Both Alvarez and Manzurova fear that Japan may now be facing a similar situation following the 9.0 earthquake and resulting tsunami that devastated the island nation’s northeastern shore on March 11. The natural disasters pummeled the Fukushima Daiichi nuclear facility, where reactor cooling systems failed. Populations within a 20-kilometer area surrounding the plant have been evacuated following several hydrogen explosions in the reactors and evidence of radiation leakage. Recently Japan raised the severity of the crisis to Level 7, the same as the Chernobyl disaster.
While the disasters appear to be comparable in the amount of radiation released, how and where it has been released and the structural damage to facilities themselves differ greatly.
“With Fukushima…reactor vessels which hold these radioactive cores have more or less remained intact,” Alvarez said. “There may be cracks or other things which may compromise their integrity, but they don’t have that kind of full-blown release of everything that Chernobyl experienced.
“Having said that, Chernobyl was one reactor; this [Fukushima] is four reactors plus spent fuel pools,” he said. “And the spent fuel pools do not have that extra barrier of steel and concrete to prevent the escape [of radiation].”
Alvarez says if the Fukushima crisis continues to escalate, it will put many Japanese at risk, particularly women and children.

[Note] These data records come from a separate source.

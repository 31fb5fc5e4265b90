//! End-to-end checks against a real container daemon.
//! Run with `cargo test -p capsules_python_runner -- --ignored`.

use capsules_python_runner::{PythonRunner, RunnerConfig};
use std::path::Path;
use std::time::Duration;

fn python_code(name: &str) -> String {
    let path = Path::new(env!("CARGO_MANIFEST_DIR"))
        .join("tests/python_code")
        .join(format!("{name}.py"));
    std::fs::read_to_string(path).unwrap()
}

fn docker_runner(scratch: &Path) -> PythonRunner {
    let config = RunnerConfig {
        temp_dir: Some(scratch.to_path_buf()),
        ..RunnerConfig::from_env().unwrap()
    };
    PythonRunner::from_config(config).expect("docker daemon reachable")
}

#[test]
#[ignore] // Requires a Docker daemon; run via CI with --ignored
fn code_runs() {
    let scratch = tempfile::tempdir().unwrap();
    let runner = docker_runner(scratch.path());

    let result = runner.run_python(&python_code("test_print")).unwrap();

    assert_eq!(result.output.as_text(), Some("Running!"));
    assert_eq!(result.error_code, 0);
    assert_eq!(result.to_string(), "0: Running!");
    assert_eq!(std::fs::read_dir(scratch.path()).unwrap().count(), 0);
}

#[test]
#[ignore] // Requires a Docker daemon; run via CI with --ignored
fn error_output() {
    let scratch = tempfile::tempdir().unwrap();
    let runner = docker_runner(scratch.path());

    let result = runner.run_python(&python_code("test_error")).unwrap();
    let text = result.output.as_text().unwrap();

    assert!(text.starts_with("Traceback (most recent call last):"));
    assert!(text.ends_with("division by zero"));
    assert_eq!(result.error_code, 1);
}

#[test]
#[ignore] // Requires a Docker daemon; run via CI with --ignored
fn stdout_and_stderr_are_combined_in_order() {
    let scratch = tempfile::tempdir().unwrap();
    let runner = docker_runner(scratch.path());

    let code = "import sys\nprint('out', flush=True)\nprint('err', file=sys.stderr, flush=True)\nprint('out again')\n";
    let result = runner.run_python(code).unwrap();

    assert_eq!(result.output.as_text(), Some("out\nerr\nout again"));
}

#[test]
#[ignore] // Requires a Docker daemon; run via CI with --ignored
fn exec_timeout_kills_runaway_script() {
    let scratch = tempfile::tempdir().unwrap();
    let config = RunnerConfig {
        temp_dir: Some(scratch.path().to_path_buf()),
        exec_timeout: Some(Duration::from_secs(2)),
        ..RunnerConfig::from_env().unwrap()
    };
    let runner = PythonRunner::from_config(config).unwrap();

    let result = runner.run_python("while True:\n    pass\n").unwrap();

    // SIGKILL from coreutils timeout
    assert_eq!(result.error_code, 137);
}
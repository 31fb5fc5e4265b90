//! Agent-facing surface: one `pythonrunner` operation that takes source text
//! and answers with text only.

use serde::Serialize;
use serde_json::{json, Value as JsonValue};
use tracing::error;

use crate::backend::{DockerCli, SandboxBackend};
use crate::engine::PythonRunner;

pub const TOOL_NAME: &str = "pythonrunner";

pub const TOOL_DESCRIPTION: &str = "\
This tool can run Python code. Pass the code and this tool will run it as a file on the command line.
The returned value will be the output of the python code, so if you pass print('Hello') it will give you back Hello.
This tool will put your code into a file and then run the file with python in a sandboxed container.
Pass this tool the python code as you would expect it to look in a file. You will have to indent the code properly.
If the code has an error, you will get the expected Python error output.
If the code has no output, you will get an empty string.";

#[derive(Debug, Clone, Serialize)]
pub struct ToolDescriptor {
    pub name: &'static str,
    pub description: &'static str,
    pub parameters: JsonValue,
}

pub fn descriptor() -> ToolDescriptor {
    ToolDescriptor {
        name: TOOL_NAME,
        description: TOOL_DESCRIPTION,
        parameters: json!({
            "type": "object",
            "properties": {
                "python_code": {
                    "type": "string",
                    "description": "Python source, laid out exactly as it would be in a file"
                }
            },
            "required": ["python_code"],
            "additionalProperties": false
        }),
    }
}

pub struct PythonRunnerTool<B: SandboxBackend = DockerCli> {
    runner: PythonRunner<B>,
}

impl<B: SandboxBackend> PythonRunnerTool<B> {
    pub fn new(runner: PythonRunner<B>) -> Self {
        Self { runner }
    }

    pub fn runner(&self) -> &PythonRunner<B> {
        &self.runner
    }

    /// Returns what the script printed. The exit status is dropped; failures
    /// of the runner itself come back as an `error[CODE]: ...` line.
    pub fn run_code(&self, python_code: &str) -> String {
        match self.runner.run_python(python_code) {
            Ok(result) => result.output.to_text_lossy(),
            Err(err) => {
                error!(code = err.code(), error = %err, "python runner failed");
                format!("error[{}]: {}", err.code(), err)
            }
        }
    }
}
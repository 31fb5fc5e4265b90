use std::sync::{Mutex, PoisonError};
use std::time::Duration;
use tracing::{debug, instrument};

use crate::artifact::CodeArtifact;
use crate::backend::{DockerCli, SandboxBackend, SandboxInstance};
use crate::config::RunnerConfig;
use crate::error::RunnerError;
use crate::result::PythonResult;
use crate::{image, sandbox};

/// Extra time the host waits past the in-sandbox deadline before giving up on
/// the runtime client.
const HOST_GRACE: Duration = Duration::from_secs(5);
const CLEANUP_TIMEOUT: Duration = Duration::from_secs(30);

/// Owns one provisioned sandbox instance and runs snippets in it.
///
/// Construction resolves (or builds) the image and starts the instance; a
/// failure there is fatal and leaves no runner behind. Executions are
/// serialized by an internal lock because they share the instance and its
/// working directory.
pub struct PythonRunner<B: SandboxBackend = DockerCli> {
    backend: B,
    config: RunnerConfig,
    instance: SandboxInstance,
    flight: Mutex<()>,
}

impl PythonRunner<DockerCli> {
    /// Provisions through the container CLI named in `config.runtime`.
    pub fn from_config(config: RunnerConfig) -> Result<Self, RunnerError> {
        let backend = config.docker_backend();
        Self::start(backend, config)
    }
}

impl<B: SandboxBackend> PythonRunner<B> {
    #[instrument(skip(backend, config), fields(tag = %config.image_tag, version = %config.python_version))]
    pub fn start(backend: B, config: RunnerConfig) -> Result<Self, RunnerError> {
        config.validate()?;
        let image = image::resolve(
            &backend,
            &config.image_tag,
            &config.python_version,
            &config.workdir,
        )?;
        let instance = sandbox::start(&backend, &image, &config.workdir)?;

        Ok(Self {
            backend,
            config,
            instance,
            flight: Mutex::new(()),
        })
    }

    pub fn config(&self) -> &RunnerConfig {
        &self.config
    }

    pub fn instance(&self) -> &SandboxInstance {
        &self.instance
    }

    pub fn backend(&self) -> &B {
        &self.backend
    }

    /// Runs `code` as a script file inside the sandbox and returns its exit
    /// status and combined output. A failing script is a normal result; only
    /// local I/O and backend failures are errors.
    #[instrument(skip(self, code), fields(instance = %self.instance.id, bytes = code.len()))]
    pub fn run_python(&self, code: &str) -> Result<PythonResult, RunnerError> {
        let _flight = self.flight.lock().unwrap_or_else(PoisonError::into_inner);

        let artifact = CodeArtifact::materialize(
            code,
            &self.config.workdir,
            self.config.temp_dir.as_deref(),
        )?;
        let remote_path = artifact.remote_path().to_string();

        let delivered = DeliveredArtifact {
            backend: &self.backend,
            instance: &self.instance,
            path: &remote_path,
        };

        self.backend
            .put_archive(&self.instance, &self.config.workdir, artifact.archive())
            .map_err(|source| RunnerError::Delivery {
                path: remote_path.clone(),
                source,
            })?;
        debug!(path = %remote_path, "artifact delivered");

        let output = self
            .backend
            .exec(&self.instance, &self.command(&remote_path), self.host_timeout())
            .map_err(|source| RunnerError::Exec {
                path: remote_path.clone(),
                source,
            })?;

        drop(delivered);
        artifact.remove()?;

        let result = PythonResult::new(output.exit_code, output.output);
        debug!(status = result.error_code, "execution finished");
        Ok(result)
    }

    fn command(&self, path: &str) -> Vec<String> {
        let mut argv = Vec::with_capacity(5);
        if let Some(limit) = self.config.exec_timeout {
            argv.push("timeout".to_string());
            argv.push("--signal=KILL".to_string());
            argv.push(limit.as_secs_f64().to_string());
        }
        argv.push(self.config.interpreter.clone());
        argv.push(path.to_string());
        argv
    }

    /// The in-sandbox limit plus [`HOST_GRACE`]. A limit too large to extend
    /// leaves the host wait unbounded.
    fn host_timeout(&self) -> Option<Duration> {
        self.config
            .exec_timeout
            .and_then(|limit| limit.checked_add(HOST_GRACE))
    }
}

/// Removes the delivered file from the instance when dropped. Failures are
/// logged and otherwise ignored.
struct DeliveredArtifact<'a, B: SandboxBackend> {
    backend: &'a B,
    instance: &'a SandboxInstance,
    path: &'a str,
}

impl<B: SandboxBackend> Drop for DeliveredArtifact<'_, B> {
    fn drop(&mut self) {
        let argv = vec!["rm".to_string(), "-f".to_string(), self.path.to_string()];
        match self.backend.exec(self.instance, &argv, Some(CLEANUP_TIMEOUT)) {
            Ok(output) if output.exit_code == 0 => {
                debug!(path = %self.path, "removed artifact from sandbox");
            }
            Ok(output) => {
                debug!(path = %self.path, status = output.exit_code, "sandbox cleanup failed");
            }
            Err(err) => {
                debug!(path = %self.path, error = %err, "sandbox cleanup failed");
            }
        }
    }
}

“Women are twice as sensitive to contracting cancer of the thyroid and breast [from ionizing radiation] than men, and of course, you have the offspring,” Alvarez said. “Exposures during that period [pregnancy] are much more serious than they would be for an adult, and that you’re looking at the probability for raising the risk of childhood cancer and things like that.”

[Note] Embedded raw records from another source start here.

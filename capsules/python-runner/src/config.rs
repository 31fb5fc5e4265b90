use serde::{Deserialize, Serialize};
use std::env;
use std::fs;
use std::path::{Path, PathBuf};
use std::time::Duration;
use tracing::debug;

use crate::backend::DockerCli;
use crate::error::RunnerError;
use crate::image::{DEFAULT_IMAGE_TAG, DEFAULT_PYTHON_VERSION};

pub const DEFAULT_WORKDIR: &str = "/app";
pub const DEFAULT_INTERPRETER: &str = "python";

/// Settings for provisioning the sandbox and running snippets in it.
#[derive(Debug, Clone, PartialEq, Eq, Serialize, Deserialize)]
#[serde(rename_all = "camelCase", default)]
pub struct RunnerConfig {
    /// Substituted into `FROM python:{version}` when the image is built.
    pub python_version: String,
    pub image_tag: String,
    /// Directory inside the sandbox that receives delivered artifacts.
    pub workdir: String,
    pub interpreter: String,
    /// Container CLI binary used by [`DockerCli`].
    pub runtime: String,
    #[serde(with = "humantime_opt", skip_serializing_if = "Option::is_none")]
    pub exec_timeout: Option<Duration>,
    #[serde(skip_serializing_if = "Option::is_none")]
    pub temp_dir: Option<PathBuf>,
}

impl Default for RunnerConfig {
    fn default() -> Self {
        Self {
            python_version: DEFAULT_PYTHON_VERSION.to_string(),
            image_tag: DEFAULT_IMAGE_TAG.to_string(),
            workdir: DEFAULT_WORKDIR.to_string(),
            interpreter: DEFAULT_INTERPRETER.to_string(),
            runtime: crate::backend::DEFAULT_RUNTIME.to_string(),
            exec_timeout: None,
            temp_dir: None,
        }
    }
}

impl RunnerConfig {
    /// Defaults overlaid with `PYRUNNER_*` environment variables.
    pub fn from_env() -> Result<Self, RunnerError> {
        Self::default().with_env_overrides()
    }

    /// Reads a YAML config file. Missing keys take their defaults.
    pub fn load(path: &Path) -> Result<Self, RunnerError> {
        let raw = fs::read_to_string(path).map_err(|err| {
            RunnerError::invalid_config(format!(
                "failed to read config file {}: {}",
                path.display(),
                err
            ))
        })?;
        serde_yaml::from_str(&raw).map_err(|err| {
            RunnerError::invalid_config(format!(
                "failed to parse config file {}: {}",
                path.display(),
                err
            ))
        })
    }

    pub fn with_env_overrides(mut self) -> Result<Self, RunnerError> {
        if let Some(value) = env_value("PYRUNNER_PYTHON_VERSION") {
            self.python_version = value;
        }
        if let Some(value) = env_value("PYRUNNER_IMAGE_TAG") {
            self.image_tag = value;
        }
        if let Some(value) = env_value("PYRUNNER_WORKDIR") {
            self.workdir = value;
        }
        if let Some(value) = env_value("PYRUNNER_INTERPRETER") {
            self.interpreter = value;
        }
        if let Some(value) = env_value("PYRUNNER_CONTAINER_RUNTIME") {
            self.runtime = value;
        }
        if let Some(value) = env_value("PYRUNNER_EXEC_TIMEOUT") {
            let timeout = humantime::parse_duration(&value).map_err(|err| {
                RunnerError::invalid_config(format!(
                    "PYRUNNER_EXEC_TIMEOUT '{}' is not a duration: {}",
                    value, err
                ))
            })?;
            self.exec_timeout = Some(timeout);
        }
        if let Some(value) = env_value("PYRUNNER_TEMP_DIR") {
            self.temp_dir = Some(PathBuf::from(value));
        }
        debug!(config = ?self, "resolved python runner config");
        Ok(self)
    }

    pub fn validate(&self) -> Result<(), RunnerError> {
        if self.python_version.trim().is_empty() {
            return Err(RunnerError::invalid_config("python version cannot be empty"));
        }
        if self.python_version.chars().any(char::is_whitespace) {
            return Err(RunnerError::invalid_config(format!(
                "python version '{}' cannot contain whitespace",
                self.python_version
            )));
        }
        if self.image_tag.trim().is_empty() {
            return Err(RunnerError::invalid_config("image tag cannot be empty"));
        }
        if !self.workdir.starts_with('/') {
            return Err(RunnerError::invalid_config(format!(
                "workdir '{}' must be absolute",
                self.workdir
            )));
        }
        if self.interpreter.trim().is_empty() {
            return Err(RunnerError::invalid_config("interpreter cannot be empty"));
        }
        if self.runtime.trim().is_empty() {
            return Err(RunnerError::invalid_config("container runtime cannot be empty"));
        }
        if self.exec_timeout == Some(Duration::ZERO) {
            return Err(RunnerError::invalid_config("exec timeout must be positive"));
        }
        if let Some(dir) = &self.temp_dir {
            if !dir.is_dir() {
                return Err(RunnerError::invalid_config(format!(
                    "temp dir '{}' does not exist",
                    dir.display()
                )));
            }
        }
        Ok(())
    }

    pub fn docker_backend(&self) -> DockerCli {
        DockerCli::new(self.runtime.clone())
    }
}

fn env_value(key: &str) -> Option<String> {
    env::var(key)
        .ok()
        .map(|value| value.trim().to_string())
        .filter(|value| !value.is_empty())
}

mod humantime_opt {
    use serde::{Deserialize, Deserializer, Serializer};
    use std::time::Duration;

    pub fn serialize<S: Serializer>(
        value: &Option<Duration>,
        serializer: S,
    ) -> Result<S::Ok, S::Error> {
        match value {
            Some(duration) => {
                serializer.serialize_str(&humantime::format_duration(*duration).to_string())
            }
            None => serializer.serialize_none(),
        }
    }

    pub fn deserialize<'de, D: Deserializer<'de>>(
        deserializer: D,
    ) -> Result<Option<Duration>, D::Error> {
        let raw: Option<String> = Option::deserialize(deserializer)?;
        raw.map(|value| humantime::parse_duration(&value).map_err(serde::de::Error::custom))
            .transpose()
    }
}

#[cfg(test)]
mod tests {
    use super::*;
    use serial_test::serial;

    const ENV_KEYS: [&str; 7] = [
        "PYRUNNER_PYTHON_VERSION",
        "PYRUNNER_IMAGE_TAG",
        "PYRUNNER_WORKDIR",
        "PYRUNNER_INTERPRETER",
        "PYRUNNER_CONTAINER_RUNTIME",
        "PYRUNNER_EXEC_TIMEOUT",
        "PYRUNNER_TEMP_DIR",
    ];

    fn clear_env() {
        for key in ENV_KEYS {
            env::remove_var(key);
        }
    }

    #[test]
    fn defaults_match_runner_contract() {
        let config = RunnerConfig::default();
        assert_eq!(config.python_version, "3.11");
        assert_eq!(config.image_tag, "crew-python-runner");
        assert_eq!(config.workdir, "/app");
        assert_eq!(config.interpreter, "python");
        assert_eq!(config.runtime, "docker");
        assert_eq!(config.exec_timeout, None);
        config.validate().unwrap();
    }

    #[test]
    #[serial]
    fn env_overrides_apply() {
        clear_env();
        env::set_var("PYRUNNER_PYTHON_VERSION", "3.12");
        env::set_var("PYRUNNER_CONTAINER_RUNTIME", "podman");
        env::set_var("PYRUNNER_EXEC_TIMEOUT", "30s");
        env::set_var("PYRUNNER_IMAGE_TAG", "  ");

        let config = RunnerConfig::from_env().unwrap();
        assert_eq!(config.python_version, "3.12");
        assert_eq!(config.runtime, "podman");
        assert_eq!(config.exec_timeout, Some(Duration::from_secs(30)));
        // blank values are ignored
        assert_eq!(config.image_tag, "crew-python-runner");

        clear_env();
    }

    #[test]
    #[serial]
    fn bad_timeout_env_is_invalid_config() {
        clear_env();
        env::set_var("PYRUNNER_EXEC_TIMEOUT", "soon");
        let err = RunnerConfig::from_env().unwrap_err();
        assert_eq!(err.code(), "PYRUNNER_INVALID_CONFIG");
        clear_env();
    }

    #[test]
    fn yaml_file_fills_missing_keys_with_defaults() {
        let dir = tempfile::tempdir().unwrap();
        let path = dir.path().join("runner.yaml");
        fs::write(&path, "pythonVersion: \"3.10\"\nexecTimeout: 1m 30s\n").unwrap();

        let config = RunnerConfig::load(&path).unwrap();
        assert_eq!(config.python_version, "3.10");
        assert_eq!(config.exec_timeout, Some(Duration::from_secs(90)));
        assert_eq!(config.workdir, DEFAULT_WORKDIR);
    }

    #[test]
    fn serializes_timeout_as_humantime() {
        let config = RunnerConfig {
            exec_timeout: Some(Duration::from_secs(5)),
            ..RunnerConfig::default()
        };
        let value = serde_json::to_value(&config).unwrap();
        assert_eq!(value["execTimeout"], "5s");
        assert!(value.get("tempDir").is_none());
    }

    #[test]
    fn validate_rejects_bad_values() {
        let cases = [
            RunnerConfig {
                python_version: String::new(),
                ..RunnerConfig::default()
            },
            RunnerConfig {
                python_version: "3.11 AS evil".to_string(),
                ..RunnerConfig::default()
            },
            RunnerConfig {
                workdir: "app".to_string(),
                ..RunnerConfig::default()
            },
            RunnerConfig {
                exec_timeout: Some(Duration::ZERO),
                ..RunnerConfig::default()
            },
            RunnerConfig {
                temp_dir: Some(PathBuf::from("/nonexistent/pyrunner-tmp")),
                ..RunnerConfig::default()
            },
        ];

        for config in cases {
            let err = config.validate().unwrap_err();
            assert!(matches!(err, RunnerError::InvalidConfig { .. }), "{:?}", config);
        }
    }
}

Manzurova witnessed the chilling consequences of radiation exposure to women and children during a routine assignment in Pripyat:
“Next to the operation theatre in the gynecology department, we saw a big can that is usually used in villages to carry milk. I opened the lid of this can and saw that there were fetuses that were from about the 7th to 8th months of pregnancy.”

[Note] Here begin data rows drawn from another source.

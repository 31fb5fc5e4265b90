use chrono::Utc;
use std::io::{ErrorKind, Read, Write};
use std::process::{Child, Command, ExitStatus, Stdio};
use std::thread::{self, JoinHandle};
use std::time::Duration;
use tracing::{debug, instrument};
use wait_timeout::ChildExt;

use super::{ExecOutput, SandboxBackend, SandboxImage, SandboxInstance, StartOptions};
use crate::artifact::pack_single_file;
use crate::error::BackendError;

pub const DEFAULT_RUNTIME: &str = "docker";

/// Runs the argv with stderr folded into stdout so the caller sees one stream
/// in the order the process wrote it.
const MERGE_STREAMS: &str = "exec \"$@\" 2>&1";
const STOP_TIMEOUT: Duration = Duration::from_secs(30);

/// [`SandboxBackend`] backed by a Docker-compatible command line client
/// (`docker`, `podman`, ...).
#[derive(Debug, Clone)]
pub struct DockerCli {
    runtime: String,
}

impl Default for DockerCli {
    fn default() -> Self {
        Self::new(DEFAULT_RUNTIME)
    }
}

impl DockerCli {
    pub fn new(runtime: impl Into<String>) -> Self {
        Self {
            runtime: runtime.into(),
        }
    }

    pub fn runtime(&self) -> &str {
        &self.runtime
    }

    /// Stops `instance` without a grace period; with auto-remove set the
    /// runtime then deletes it. The runner itself never stops its instance,
    /// so one-shot callers use this when they are done.
    #[instrument(skip(self, instance), fields(runtime = %self.runtime, instance = %instance.id))]
    pub fn stop_instance(&self, instance: &SandboxInstance) -> Result<(), BackendError> {
        let logs = self.run(
            self.command(stop_args(&instance.id)),
            None,
            Some(STOP_TIMEOUT),
        )?;

        if logs.success() {
            Ok(())
        } else {
            Err(BackendError::api(logs.failure_message()))
        }
    }

    fn command<I, S>(&self, args: I) -> Command
    where
        I: IntoIterator<Item = S>,
        S: AsRef<std::ffi::OsStr>,
    {
        let mut command = Command::new(&self.runtime);
        command.args(args);
        command
    }

    fn run(
        &self,
        mut command: Command,
        stdin: Option<&[u8]>,
        timeout: Option<Duration>,
    ) -> Result<CommandLogs, BackendError> {
        debug!(cmdline = %command_line_string(&command), "invoking container runtime");

        command.stdin(if stdin.is_some() {
            Stdio::piped()
        } else {
            Stdio::null()
        });
        command.stdout(Stdio::piped());
        command.stderr(Stdio::piped());

        let mut child = command.spawn().map_err(|source| BackendError::RuntimeSpawn {
            runtime: self.runtime.clone(),
            source,
        })?;

        let stdout = child.stdout.take().map(spawn_reader);
        let stderr = child.stderr.take().map(spawn_reader);

        if let (Some(data), Some(mut pipe)) = (stdin, child.stdin.take()) {
            // The runtime may exit early and close its end; its exit status
            // and stderr explain why, so a broken pipe is not reported here.
            if let Err(err) = pipe.write_all(data) {
                if err.kind() != ErrorKind::BrokenPipe {
                    abandon(&mut child);
                    return Err(BackendError::api(format!(
                        "failed to stream input to {}: {}",
                        self.runtime, err
                    )));
                }
            }
        }

        let status = match wait(&mut child, timeout) {
            Ok(Some(status)) => status,
            Ok(None) => {
                abandon(&mut child);
                join_reader(stdout);
                join_reader(stderr);
                return Err(BackendError::Timeout {
                    timeout: timeout.unwrap_or_default(),
                });
            }
            Err(err) => {
                abandon(&mut child);
                return Err(BackendError::api(format!(
                    "failed to wait for {}: {}",
                    self.runtime, err
                )));
            }
        };

        Ok(CommandLogs {
            stdout: join_reader(stdout),
            stderr: join_reader(stderr),
            exit_status: status.code(),
        })
    }
}

impl SandboxBackend for DockerCli {
    #[instrument(skip(self), fields(runtime = %self.runtime))]
    fn find_image(&self, tag: &str) -> Result<SandboxImage, BackendError> {
        let logs = self.run(
            self.command(["image", "inspect", "--format", "{{.Id}}", tag]),
            None,
            None,
        )?;

        if logs.success() {
            return Ok(SandboxImage {
                id: logs.stdout_text().trim().to_string(),
                tag: tag.to_string(),
            });
        }

        if is_missing_image(&logs.stderr_text()) {
            Err(BackendError::ImageNotFound {
                tag: tag.to_string(),
            })
        } else {
            Err(BackendError::api(logs.failure_message()))
        }
    }

    #[instrument(skip(self, build_description), fields(runtime = %self.runtime))]
    fn build_image(
        &self,
        build_description: &[u8],
        tag: &str,
    ) -> Result<SandboxImage, BackendError> {
        // The description travels as a one-file build context on stdin.
        let context = pack_single_file("Dockerfile", build_description, Utc::now())
            .map_err(|err| BackendError::Build {
                tag: tag.to_string(),
                message: format!("failed to pack build context: {}", err),
            })?;

        let logs = self.run(
            self.command(["build", "--tag", tag, "-"]),
            Some(context.as_slice()),
            None,
        )?;

        if !logs.success() {
            return Err(BackendError::Build {
                tag: tag.to_string(),
                message: logs.failure_message(),
            });
        }

        self.find_image(tag).map_err(|err| match err {
            BackendError::ImageNotFound { tag } => BackendError::Build {
                message: format!("build finished but image '{}' is not in the store", tag),
                tag,
            },
            other => other,
        })
    }

    #[instrument(skip(self), fields(runtime = %self.runtime, image = %image.id))]
    fn start_instance(
        &self,
        image: &SandboxImage,
        options: StartOptions,
    ) -> Result<SandboxInstance, BackendError> {
        let logs = self.run(self.command(run_args(image, &options)), None, None)?;

        if !logs.success() {
            return Err(BackendError::api(logs.failure_message()));
        }

        let id = logs.stdout_text().trim().to_string();
        if id.is_empty() {
            return Err(BackendError::api(format!(
                "{} run did not report a container id",
                self.runtime
            )));
        }

        Ok(SandboxInstance {
            id,
            image: image.clone(),
        })
    }

    #[instrument(skip(self, instance, archive), fields(runtime = %self.runtime, instance = %instance.id, bytes = archive.len()))]
    fn put_archive(
        &self,
        instance: &SandboxInstance,
        path: &str,
        archive: &[u8],
    ) -> Result<(), BackendError> {
        let target = format!("{}:{}", instance.id, path);
        let logs = self.run(self.command(["cp", "-", target.as_str()]), Some(archive), None)?;

        if logs.success() {
            Ok(())
        } else {
            Err(BackendError::api(logs.failure_message()))
        }
    }

    #[instrument(skip(self, instance), fields(runtime = %self.runtime, instance = %instance.id))]
    fn exec(
        &self,
        instance: &SandboxInstance,
        argv: &[String],
        timeout: Option<Duration>,
    ) -> Result<ExecOutput, BackendError> {
        let logs = self.run(self.command(exec_args(&instance.id, argv)), None, timeout)?;

        // The target's own stderr is merged into stdout, so anything left on
        // stderr came from the client or the daemon.
        if !logs.success() && !logs.stderr_text().trim().is_empty() {
            return Err(BackendError::api(logs.failure_message()));
        }

        Ok(ExecOutput {
            exit_code: logs.exit_status.map(i64::from).unwrap_or(-1),
            output: logs.stdout,
        })
    }
}

fn run_args(image: &SandboxImage, options: &StartOptions) -> Vec<String> {
    let mut args = vec!["run".to_string()];
    if options.detach {
        args.push("--detach".to_string());
    }
    if options.auto_remove {
        args.push("--rm".to_string());
    }
    if let Some(workdir) = &options.workdir {
        args.push("--workdir".to_string());
        args.push(workdir.clone());
    }
    args.push(image.id.clone());
    args
}

fn exec_args(instance_id: &str, argv: &[String]) -> Vec<String> {
    let mut args = vec![
        "exec".to_string(),
        instance_id.to_string(),
        "sh".to_string(),
        "-c".to_string(),
        MERGE_STREAMS.to_string(),
        "sh".to_string(),
    ];
    args.extend(argv.iter().cloned());
    args
}

fn stop_args(instance_id: &str) -> [&str; 4] {
    ["stop", "--time", "0", instance_id]
}

fn is_missing_image(stderr: &str) -> bool {
    let stderr = stderr.to_ascii_lowercase();
    stderr.contains("no such image") || stderr.contains("image not known")
}

fn wait(child: &mut Child, timeout: Option<Duration>) -> std::io::Result<Option<ExitStatus>> {
    match timeout {
        Some(limit) => child.wait_timeout(limit),
        None => child.wait().map(Some),
    }
}

fn abandon(child: &mut Child) {
    let _ = child.kill();
    let _ = child.wait();
}

fn spawn_reader<R: Read + Send + 'static>(mut pipe: R) -> JoinHandle<Vec<u8>> {
    thread::spawn(move || {
        let mut buf = Vec::new();
        let _ = pipe.read_to_end(&mut buf);
        buf
    })
}

fn join_reader(handle: Option<JoinHandle<Vec<u8>>>) -> Vec<u8> {
    handle
        .map(|handle| handle.join().unwrap_or_default())
        .unwrap_or_default()
}

#[derive(Debug, Clone)]
struct CommandLogs {
    stdout: Vec<u8>,
    stderr: Vec<u8>,
    exit_status: Option<i32>,
}

impl CommandLogs {
    fn success(&self) -> bool {
        self.exit_status == Some(0)
    }

    fn stdout_text(&self) -> String {
        String::from_utf8_lossy(&self.stdout).into_owned()
    }

    fn stderr_text(&self) -> String {
        String::from_utf8_lossy(&self.stderr).into_owned()
    }

    fn failure_message(&self) -> String {
        let stderr = self.stderr_text();
        let stderr = stderr.trim();
        let code = self
            .exit_status
            .map(|code| code.to_string())
            .unwrap_or_else(|| "signal".to_string());
        if stderr.is_empty() {
            format!("exited with {}", code)
        } else {
            format!("exited with {}: {}", code, truncate(stderr, 2048))
        }
    }
}

fn truncate(text: &str, limit: usize) -> String {
    if text.len() <= limit {
        return text.to_string();
    }
    let mut end = limit;
    while !text.is_char_boundary(end) {
        end -= 1;
    }
    format!("{}… (truncated)", &text[..end])
}

fn command_line_string(cmd: &Command) -> String {
    let mut s = cmd.get_program().to_string_lossy().into_owned();
    for arg in cmd.get_args() {
        s.push(' ');
        let arg = arg.to_string_lossy();
        if arg.is_empty() || arg.contains([' ', '"', '\'']) {
            s.push('\'');
            s.push_str(&arg.replace('\'', "'\\''"));
            s.push('\'');
        } else {
            s.push_str(&arg);
        }
    }
    s
}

Manzurova claims that Soviet authorities forced thousands of pregnant women to abort during the evacuations. “There was a secret order by the government that all the pregnant women inside the 30-kilometer exclusion zone were to undergo either a cesarean operation or were to be induced so that they would give birth prematurely,” she said. “Only later the question came to my mind: What happened? Were these small children still alive when they were put into these big cans? It was evident they were forgotten in haste.”
Manzurova hopes the Fukushima nuclear catastrophe will inspire public demand for energy alternatives. She believes that similar accidents will continue to occur unless the industry is held accountable and takes safety precautions much more seriously. Her advice to the people of Japan is to continue monitoring the situation themselves and demand accurate information from their leaders.
“The matter of rescuing is in the hands of the person being rescued. As soon as [the people] recognize the high number of victims in the population and the damage to the environment, then the real cost of the nuclear power industry will be immediately understood for what it is,” she said.